TASK PROMPT: Print out each entry below exactly, please.

RECORDED INFORMATION:
+ + + + + + +
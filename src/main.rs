use std::sync::Arc;
use std::time::Duration;

use storebus::backoff::ConstantBackoff;
use storebus::config::NodeConfig;
use storebus::coordination::client::ExchangeClient;
use storebus::coordination::registry::HandlerRegistry;
use storebus::coordination::server::ExchangeServer;
use storebus::error::{ExchangeError, FailureRegistry};
use storebus::hosts::registry::HostRegistry;
use storebus::hosts::selector::HostSelector;
use storebus::storage::memory::{MemoryPartitionStorage, MemoryStorage};
use tokio_util::sync::CancellationToken;

#[tokio::main]
async fn main() -> anyhow::Result<()> {
    tracing_subscriber::fmt()
        .with_max_level(tracing::Level::INFO)
        .init();

    let args: Vec<String> = std::env::args().collect();

    let mut instance = "demo".to_string();
    let mut i = 1;
    while i < args.len() {
        match args[i].as_str() {
            "--instance" if i + 1 < args.len() => {
                instance = args[i + 1].clone();
                i += 2;
            }
            _ => {
                i += 1;
            }
        }
    }

    tracing::info!("Starting exchange node '{}'", instance);

    // 1. Shared stores (one process here; any contract-compliant backend works):
    let requests = MemoryPartitionStorage::new();
    let plain = MemoryStorage::new();
    let results = MemoryStorage::new();

    let failures = Arc::new(FailureRegistry::new());
    let hosts = HostRegistry::new(plain.clone());
    let selector = HostSelector::new(plain.clone());

    // 2. Handlers:
    let handlers = HandlerRegistry::new();
    handlers.register("echo", |envelope, _cancel| async move {
        tracing::info!("echoing payload for {}", envelope.audit.correlation_id);
        serde_json::to_vec(&envelope.payload)
            .map_err(|e| ExchangeError::HandlingFailed(e.to_string()))
    });
    handlers.register("fail", |_envelope, _cancel| async move {
        Err(ExchangeError::Domain {
            kind: "demo_failure".to_string(),
            message: "this handler always fails".to_string(),
        })
    });

    // 3. Server loop:
    let mut config = NodeConfig::new(&instance);
    config.accepted_message_types = vec!["echo".to_string(), "fail".to_string()];

    let shutdown = CancellationToken::new();
    let server = ExchangeServer::new(
        config,
        requests.clone(),
        plain.clone(),
        results.clone(),
        plain.clone(),
        hosts,
        handlers,
        failures.clone(),
        shutdown.clone(),
    );

    let server_handle = {
        let server = server.clone();
        tokio::spawn(async move {
            if let Err(e) = server.run().await {
                tracing::error!("server loop failed: {}", e);
            }
        })
    };

    // Give the loop a moment to publish its registration.
    tokio::time::sleep(Duration::from_millis(100)).await;

    // 4. Client round-trip against the same stores:
    let backoff = Arc::new(ConstantBackoff::new(Duration::from_millis(50), 20));
    let client = ExchangeClient::new(
        requests,
        plain.clone(),
        results,
        selector,
        backoff,
        failures,
        "demo-user",
    );

    let response = client
        .request(
            "echo",
            serde_json::json!({"hello": "world"}),
            CancellationToken::new(),
        )
        .await?;
    tracing::info!("echo response: {}", String::from_utf8_lossy(&response));

    match client
        .request("fail", serde_json::json!({}), CancellationToken::new())
        .await
    {
        Ok(_) => tracing::warn!("fail handler unexpectedly succeeded"),
        Err(e) => tracing::info!("fail handler surfaced: {}", e),
    }

    tracing::info!("Press Ctrl+C to shutdown");
    tokio::signal::ctrl_c().await?;

    shutdown.cancel();
    let _ = server_handle.await;

    Ok(())
}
+ + + + + + +
SOLUTION FOR THIS PROBLEM:
filename src/main.rs
use std::sync::Arc;
use std::time::Duration;

use storebus::backoff::ConstantBackoff;
use storebus::config::NodeConfig;
use storebus::coordination::client::ExchangeClient;
use storebus::coordination::registry::HandlerRegistry;
use storebus::coordination::server::ExchangeServer;
use storebus::error::{ExchangeError, FailureRegistry};
use storebus::hosts::registry::HostRegistry;
use storebus::hosts::selector::HostSelector;
use storebus::storage::memory::{MemoryPartitionStorage, MemoryStorage};
use tokio_util::sync::CancellationToken;

#[tokio::main]
async fn main() -> anyhow::Result<()> {
    tracing_subscriber::fmt()
        .with_max_level(tracing::Level::INFO)
        .init();

    let args: Vec<String> = std::env::args().collect();

    let mut instance = "demo".to_string();
    let mut i = 1;
    while i < args.len() {
        match args[i].as_str() {
            "--instance" if i + 1 < args.len() => {
                instance = args[i + 1].clone();
                i += 2;
            }
            _ => {
                i += 1;
            }
        }
    }

    tracing::info!("Starting exchange node '{}'", instance);

    // 1. Shared stores (one process here; any contract-compliant backend works):
    let requests = MemoryPartitionStorage::new();
    let plain = MemoryStorage::new();
    let results = MemoryStorage::new();

    let failures = Arc::new(FailureRegistry::new());
    let hosts = HostRegistry::new(plain.clone());
    let selector = HostSelector::new(plain.clone());

    // 2. Handlers:
    let handlers = HandlerRegistry::new();
    handlers.register("echo", |envelope, _cancel| async move {
        tracing::info!("echoing payload for {}", envelope.audit.correlation_id);
        serde_json::to_vec(&envelope.payload)
            .map_err(|e| ExchangeError::HandlingFailed(e.to_string()))
    });
    handlers.register("fail", |_envelope, _cancel| async move {
        Err(ExchangeError::Domain {
            kind: "demo_failure".to_string(),
            message: "this handler always fails".to_string(),
        })
    });

    // 3. Server loop:
    let mut config = NodeConfig::new(&instance);
    config.accepted_message_types = vec!["echo".to_string(), "fail".to_string()];

    let shutdown = CancellationToken::new();
    let server = ExchangeServer::new(
        config,
        requests.clone(),
        plain.clone(),
        results.clone(),
        plain.clone(),
        hosts,
        handlers,
        failures.clone(),
        shutdown.clone(),
    );

    let server_handle = {
        let server = server.clone();
        tokio::spawn(async move {
            if let Err(e) = server.run().await {
                tracing::error!("server loop failed: {}", e);
            }
        })
    };

    // Give the loop a moment to publish its registration.
    tokio::time::sleep(Duration::from_millis(100)).await;

    // 4. Client round-trip against the same stores:
    let backoff = Arc::new(ConstantBackoff::new(Duration::from_millis(50), 20));
    let client = ExchangeClient::new(
        requests,
        plain.clone(),
        results,
        selector,
        backoff,
        failures,
        "demo-user",
    );

    let response = client
        .request(
            "echo",
            serde_json::json!({"hello": "world"}),
            CancellationToken::new(),
        )
        .await?;
    tracing::info!("echo response: {}", String::from_utf8_lossy(&response));

    match client
        .request("fail", serde_json::json!({}), CancellationToken::new())
        .await
    {
        Ok(_) => tracing::warn!("fail handler unexpectedly succeeded"),
        Err(e) => tracing::info!("fail handler surfaced: {}", e),
    }

    tracing::info!("Press Ctrl+C to shutdown");
    tokio::signal::ctrl_c().await?;

    shutdown.cancel();
    let _ = server_handle.await;

    Ok(())
}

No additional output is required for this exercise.